DATA PROVIDED: Begin

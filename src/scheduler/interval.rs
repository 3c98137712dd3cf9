//! Pure interval math: the same formulas the answer processor uses, with
//! no side effects, so they can back both the mutating pipeline and the
//! side-effect-free `next_interval` preview. Grounded in the teacher's
//! `schedulers/fsrs/utils.rs::get_fuzz_range`, generalized from FSRS
//! duration ranges to the plain day-interval fuzz this scheduler uses.

use crate::config::RevConfig;
use crate::helpers::FractionalDays;
use crate::model::{Grade, MIN_FACTOR};
use chrono::Duration;
use rand::{Rng, RngCore};
use std::cmp;

/// Result of a graduated review-state answer (HARD/GOOD/EASY), before
/// clamping and fuzz.
#[derive(Clone, Copy, Debug, PartialEq, Eq)]
pub struct ReviewOutcome {
    pub ivl: i64,
    pub factor: i64,
}

/// `delay_days` is `max(0, today - due)`, how many days late the card was.
pub fn review_pass_outcome(
    ivl: i64,
    factor: i64,
    delay_days: i64,
    grade: Grade,
    cfg: &RevConfig,
) -> ReviewOutcome {
    let ivl = ivl as f64;
    let delay = delay_days as f64;
    let ease = factor as f64 / 1000.0;
    match grade {
        Grade::Hard => ReviewOutcome {
            ivl: ((ivl + delay / 4.0) * 1.2).round() as i64,
            factor: factor - 150,
        },
        Grade::Good => ReviewOutcome {
            ivl: ((ivl + delay / 2.0) * ease).round() as i64,
            factor,
        },
        Grade::Easy => ReviewOutcome {
            ivl: ((ivl + delay) * ease * cfg.ease4).round() as i64,
            factor: factor + 150,
        },
        Grade::Again => unreachable!("AGAIN on a review card is handled by the lapse path"),
    }
}

pub fn clamp_factor(factor: i64) -> i64 {
    cmp::max(MIN_FACTOR, factor)
}

/// New interval on a lapse: `max(lapse.minInt, floor(ivl * lapse.mult))`.
pub fn lapse_interval(ivl: i64, mult: f64, min_int: i64) -> i64 {
    cmp::max(min_int, (ivl as f64 * mult).floor() as i64)
}

/// Applies `±fuzz` fractional jitter to a graduated interval, at least ±1
/// day once `ivl > 2`, mirroring the teacher's `FuzzRange` banding (here
/// collapsed to the single `rev.fuzz` fraction this scheduler exposes).
/// `rng = None` disables fuzz entirely (used by the pure preview).
pub fn fuzzed_interval(ivl: i64, fuzz_fraction: f64, rng: Option<&mut dyn RngCore>) -> i64 {
    let Some(rng) = rng else { return ivl };
    if ivl <= 2 || fuzz_fraction <= 0.0 {
        return ivl;
    }
    let delta = ((ivl as f64) * fuzz_fraction).max(1.0);
    let delta = Duration::fractional_days(delta).num_fractional_days().round() as i64;
    let min_ivl = cmp::max(1, ivl - delta);
    let max_ivl = ivl + delta;
    if min_ivl >= max_ivl {
        return ivl;
    }
    rng.gen_range(min_ivl..=max_ivl)
}

/// Fuzzed learning-step due offset, in whole seconds.
pub fn fuzzed_step_seconds(minutes: f64, rng: Option<&mut dyn RngCore>) -> i64 {
    let base = (minutes * 60.0).round() as i64;
    let Some(rng) = rng else { return base };
    let delta = cmp::max(1, base / 4);
    rng.gen_range((base - delta).max(0)..=(base + delta))
}

#[cfg(test)]
mod tests {
    use super::*;
    use pretty_assertions::assert_eq;

    #[test]
    fn review_pass_matches_scenario_3() {
        let cfg = RevConfig::default();
        let hard = review_pass_outcome(100, 2500, 8, Grade::Hard, &cfg);
        assert_eq!(hard, ReviewOutcome { ivl: 122, factor: 2350 });
        let good = review_pass_outcome(100, 2500, 8, Grade::Good, &cfg);
        assert_eq!(good, ReviewOutcome { ivl: 260, factor: 2500 });
        let easy = review_pass_outcome(100, 2500, 8, Grade::Easy, &cfg);
        assert_eq!(easy, ReviewOutcome { ivl: 351, factor: 2650 });
    }

    #[test]
    fn lapse_matches_scenario_4() {
        assert_eq!(lapse_interval(100, 0.0, 1), 1);
    }

    #[test]
    fn fuzz_disabled_is_identity() {
        assert_eq!(fuzzed_interval(260, 0.05, None), 260);
    }
}
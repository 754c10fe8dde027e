//! Integration tests for degenerated cycles.
//!
//! A cancelled concurrent cycle is finished stop-the-world from the step
//! it reached. Objects the mutators already forwarded keep their copies.

#![cfg(feature = "test-util")]

use tenure_gc::test_util::{self, small_config};
use tenure_gc::{CollectionType, GcError, GcMode, GenerationMode, Heap, ObjectShape};

const OBJECTS: usize = 32;

fn setup(mode: GcMode) -> (Heap, Vec<tenure_gc::Handle>) {
    let heap = Heap::new(small_config(mode)).unwrap();
    let roots = test_util::sparse_objects(&heap, OBJECTS);
    test_util::garbage_regions(&heap, 2);
    (heap, roots)
}

#[test]
fn test_cancel_during_evacuation_keeps_mutator_copies() {
    let (heap, roots) = setup(GcMode::Satb);
    let mut cycle = heap.begin_cycle(GenerationMode::Global);
    assert!(cycle.init_mark());
    assert!(cycle.concurrent_mark());
    assert!(cycle.final_mark());
    assert!(!heap.collection_set().is_empty());

    let mut mutator = heap.attach_mutator();
    let copies: Vec<(usize, usize)> = {
        let mut scope = mutator.scope();
        roots
            .iter()
            .enumerate()
            .step_by(2)
            .map(|(i, root)| {
                let obj = scope.from_handle(root).unwrap();
                (i, scope.address(obj).unwrap())
            })
            .collect()
    };

    assert!(test_util::cancel(&heap));
    let metrics = cycle.degenerate();
    assert_eq!(metrics.collection_type, CollectionType::Degenerated);
    assert_eq!(metrics.bytes_evacuated, OBJECTS * 32, "every object copied exactly once");
    assert_eq!(heap.metrics().degenerated_cycles(), 1);
    assert_eq!(heap.metrics().upgrades_to_full(), 0);
    assert!(!heap.is_cancelled());

    for &(i, copy) in &copies {
        assert_eq!(test_util::handle_address(&roots[i]), copy, "object {i} moved twice");
    }
    assert!(heap.collection_set().is_empty());
    assert!(heap.regions().iter().all(|r| !r.is_cset() && !r.is_trash()));
    drop(mutator);
    test_util::assert_sparse_intact(&heap, &roots);
}

#[test]
fn test_cancel_during_marking_finishes_the_mark() {
    let (heap, roots) = setup(GcMode::Satb);
    let used_before = heap.used();
    let mut cycle = heap.begin_cycle(GenerationMode::Global);
    assert!(cycle.init_mark());
    assert!(test_util::cancel(&heap));
    assert!(!cycle.concurrent_mark());

    let metrics = cycle.degenerate();
    assert_eq!(metrics.collection_type, CollectionType::Degenerated);
    assert!(heap.used() < used_before);
    assert!(metrics.bytes_reclaimed() >= heap.region_layout().region_size_bytes);
    test_util::assert_sparse_intact(&heap, &roots);
}

#[test]
fn test_dropping_an_unfinished_cycle_degenerates_it() {
    let (heap, roots) = setup(GcMode::Iu);
    {
        let mut cycle = heap.begin_cycle(GenerationMode::Global);
        assert!(cycle.init_mark());
        assert!(cycle.concurrent_mark());
    }
    assert_eq!(heap.metrics().degenerated_cycles(), 1);
    assert_eq!(heap.gc_count(), 1);
    test_util::assert_sparse_intact(&heap, &roots);
}

#[test]
fn test_passive_mode_collects_stop_the_world() {
    let (heap, roots) = setup(GcMode::Passive);
    let metrics = heap.collect(GenerationMode::Global);
    assert_eq!(metrics.collection_type, CollectionType::Degenerated);
    assert!(metrics.cset_regions > 0);
    assert_eq!(heap.metrics().concurrent_cycles(), 0);
    test_util::assert_sparse_intact(&heap, &roots);
}

#[test]
fn test_exhausted_heap_reports_out_of_memory() {
    let heap = Heap::new(small_config(GcMode::Satb)).unwrap();
    let shape = ObjectShape::instance(0, 1000);
    let mut mutator = heap.attach_mutator();
    let mut scope = mutator.scope();

    let mut live = Vec::new();
    let err = loop {
        match scope.alloc(shape) {
            Ok(obj) => {
                scope.write_data(obj, 0, live.len()).unwrap();
                live.push(obj);
            }
            Err(err) => break err,
        }
        assert!(live.len() < 10_000, "heap never filled up");
    };

    assert!(matches!(
        err,
        GcError::OutOfMemory { requested_bytes } if requested_bytes == shape.size_words() * 8
    ));
    assert!(heap.metrics().full_cycles() >= 1);
    assert!(heap.metrics().alloc_failures() >= 1);
    for (i, &obj) in live.iter().enumerate() {
        assert_eq!(scope.read_data(obj, 0).unwrap(), i);
    }
}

DATA PROVIDED: End

What you return must be the lines above that run from the line with "let ease = factor as f64 / 1000.0;" to the line with "New interval on", inclusive, each copied exactly.

    let ease = factor as f64 / 1000.0;
    match grade {
        Grade::Hard => ReviewOutcome {
            ivl: ((ivl + delay / 4.0) * 1.2).round() as i64,
            factor: factor - 150,
        },
        Grade::Good => ReviewOutcome {
            ivl: ((ivl + delay / 2.0) * ease).round() as i64,
            factor,
        },
        Grade::Easy => ReviewOutcome {
            ivl: ((ivl + delay) * ease * cfg.ease4).round() as i64,
            factor: factor + 150,
        },
        Grade::Again => unreachable!("AGAIN on a review card is handled by the lapse path"),
    }
}

pub fn clamp_factor(factor: i64) -> i64 {
    cmp::max(MIN_FACTOR, factor)
}

/// New interval on a lapse: `max(lapse.minInt, floor(ivl * lapse.mult))`.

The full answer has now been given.